## What you will do
Your task is to copy each line of the material that includes "AppState".

--------------------

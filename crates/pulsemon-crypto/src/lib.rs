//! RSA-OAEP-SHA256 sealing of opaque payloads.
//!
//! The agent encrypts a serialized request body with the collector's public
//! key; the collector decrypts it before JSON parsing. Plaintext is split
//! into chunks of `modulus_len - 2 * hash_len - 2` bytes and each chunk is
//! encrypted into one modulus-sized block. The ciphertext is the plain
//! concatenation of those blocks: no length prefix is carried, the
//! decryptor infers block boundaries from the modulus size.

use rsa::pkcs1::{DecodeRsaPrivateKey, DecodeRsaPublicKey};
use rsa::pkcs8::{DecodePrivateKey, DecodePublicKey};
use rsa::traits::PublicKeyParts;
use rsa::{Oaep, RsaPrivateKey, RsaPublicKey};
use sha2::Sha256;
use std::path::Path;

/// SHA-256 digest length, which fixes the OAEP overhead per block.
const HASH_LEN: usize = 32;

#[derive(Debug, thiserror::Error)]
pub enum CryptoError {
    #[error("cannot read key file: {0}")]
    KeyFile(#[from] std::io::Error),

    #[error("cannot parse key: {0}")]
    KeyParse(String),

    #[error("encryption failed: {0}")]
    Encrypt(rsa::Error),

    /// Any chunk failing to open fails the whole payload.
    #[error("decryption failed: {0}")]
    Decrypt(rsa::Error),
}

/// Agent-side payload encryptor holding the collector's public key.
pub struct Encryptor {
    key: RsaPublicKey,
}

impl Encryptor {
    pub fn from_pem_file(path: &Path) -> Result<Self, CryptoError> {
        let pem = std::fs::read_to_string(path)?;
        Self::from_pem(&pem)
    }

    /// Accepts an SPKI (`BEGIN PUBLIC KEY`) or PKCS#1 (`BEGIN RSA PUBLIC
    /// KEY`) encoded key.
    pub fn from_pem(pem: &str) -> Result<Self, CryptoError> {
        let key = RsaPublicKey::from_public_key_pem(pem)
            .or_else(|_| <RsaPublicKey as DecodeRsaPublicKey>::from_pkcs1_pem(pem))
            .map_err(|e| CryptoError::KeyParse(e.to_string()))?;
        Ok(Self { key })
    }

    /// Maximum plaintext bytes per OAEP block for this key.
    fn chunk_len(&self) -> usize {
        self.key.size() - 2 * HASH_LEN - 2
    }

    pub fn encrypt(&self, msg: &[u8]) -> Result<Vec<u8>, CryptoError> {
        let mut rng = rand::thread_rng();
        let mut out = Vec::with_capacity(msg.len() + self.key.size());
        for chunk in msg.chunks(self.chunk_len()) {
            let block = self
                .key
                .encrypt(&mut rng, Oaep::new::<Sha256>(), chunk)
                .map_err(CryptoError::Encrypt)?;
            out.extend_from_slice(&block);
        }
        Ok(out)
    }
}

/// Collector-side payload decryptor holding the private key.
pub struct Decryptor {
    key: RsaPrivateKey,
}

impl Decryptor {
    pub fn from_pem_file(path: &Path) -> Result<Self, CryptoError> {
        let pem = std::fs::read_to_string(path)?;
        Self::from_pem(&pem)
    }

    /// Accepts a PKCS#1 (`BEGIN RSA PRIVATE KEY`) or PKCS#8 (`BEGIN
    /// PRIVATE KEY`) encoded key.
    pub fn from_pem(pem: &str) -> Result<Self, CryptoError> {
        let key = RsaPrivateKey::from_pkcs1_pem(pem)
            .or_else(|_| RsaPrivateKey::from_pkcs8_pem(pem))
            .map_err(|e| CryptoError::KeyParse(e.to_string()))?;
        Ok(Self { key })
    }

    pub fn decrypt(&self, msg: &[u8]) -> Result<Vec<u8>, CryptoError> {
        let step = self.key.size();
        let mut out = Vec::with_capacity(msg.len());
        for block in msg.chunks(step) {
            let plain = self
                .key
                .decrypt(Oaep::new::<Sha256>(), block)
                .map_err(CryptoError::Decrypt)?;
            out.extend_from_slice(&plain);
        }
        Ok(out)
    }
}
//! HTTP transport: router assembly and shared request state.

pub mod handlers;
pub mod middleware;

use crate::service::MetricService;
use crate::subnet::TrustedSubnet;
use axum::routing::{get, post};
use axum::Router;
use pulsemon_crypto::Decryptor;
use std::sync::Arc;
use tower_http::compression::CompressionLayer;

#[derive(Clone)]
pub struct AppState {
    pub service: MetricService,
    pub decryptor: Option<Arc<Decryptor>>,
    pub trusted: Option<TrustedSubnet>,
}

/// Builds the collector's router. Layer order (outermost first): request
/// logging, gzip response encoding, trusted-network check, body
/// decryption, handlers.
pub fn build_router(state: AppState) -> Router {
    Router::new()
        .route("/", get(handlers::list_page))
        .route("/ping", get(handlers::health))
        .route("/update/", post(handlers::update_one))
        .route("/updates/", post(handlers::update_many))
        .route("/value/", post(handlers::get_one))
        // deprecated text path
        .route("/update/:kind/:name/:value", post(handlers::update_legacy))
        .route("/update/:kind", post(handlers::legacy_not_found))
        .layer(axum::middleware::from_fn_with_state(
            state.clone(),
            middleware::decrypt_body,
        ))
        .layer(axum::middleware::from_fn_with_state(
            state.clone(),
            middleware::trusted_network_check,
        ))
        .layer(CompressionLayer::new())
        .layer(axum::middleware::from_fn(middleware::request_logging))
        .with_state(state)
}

--------------------

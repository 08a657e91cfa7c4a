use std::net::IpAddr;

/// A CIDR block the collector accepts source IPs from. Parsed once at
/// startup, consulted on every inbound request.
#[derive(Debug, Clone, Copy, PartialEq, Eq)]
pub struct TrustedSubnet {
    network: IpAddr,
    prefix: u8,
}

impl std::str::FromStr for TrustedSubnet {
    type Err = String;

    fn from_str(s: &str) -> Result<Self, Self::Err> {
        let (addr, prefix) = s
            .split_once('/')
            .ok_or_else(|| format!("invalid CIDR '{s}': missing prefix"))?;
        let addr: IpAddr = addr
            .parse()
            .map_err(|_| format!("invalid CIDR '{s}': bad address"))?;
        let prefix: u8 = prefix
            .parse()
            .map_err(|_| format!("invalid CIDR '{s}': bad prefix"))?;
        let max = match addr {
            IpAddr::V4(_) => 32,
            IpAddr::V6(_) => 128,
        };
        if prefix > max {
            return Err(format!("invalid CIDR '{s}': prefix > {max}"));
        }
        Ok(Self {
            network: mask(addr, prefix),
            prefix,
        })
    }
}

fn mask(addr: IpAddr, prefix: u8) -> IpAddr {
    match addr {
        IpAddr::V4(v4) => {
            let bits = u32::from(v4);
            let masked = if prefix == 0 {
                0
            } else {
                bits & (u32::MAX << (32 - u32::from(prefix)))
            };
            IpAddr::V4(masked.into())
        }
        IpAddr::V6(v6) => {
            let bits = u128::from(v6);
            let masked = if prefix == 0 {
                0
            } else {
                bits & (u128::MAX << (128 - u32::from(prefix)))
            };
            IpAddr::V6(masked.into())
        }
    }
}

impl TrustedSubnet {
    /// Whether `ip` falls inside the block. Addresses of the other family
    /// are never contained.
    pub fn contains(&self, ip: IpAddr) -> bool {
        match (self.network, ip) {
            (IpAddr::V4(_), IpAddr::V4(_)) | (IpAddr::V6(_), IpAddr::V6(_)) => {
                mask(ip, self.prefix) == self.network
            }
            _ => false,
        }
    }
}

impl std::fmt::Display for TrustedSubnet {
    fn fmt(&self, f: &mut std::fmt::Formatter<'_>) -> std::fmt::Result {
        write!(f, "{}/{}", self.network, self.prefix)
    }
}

--------------------

## Task response
pub struct AppState {
pub fn build_router(state: AppState) -> Router {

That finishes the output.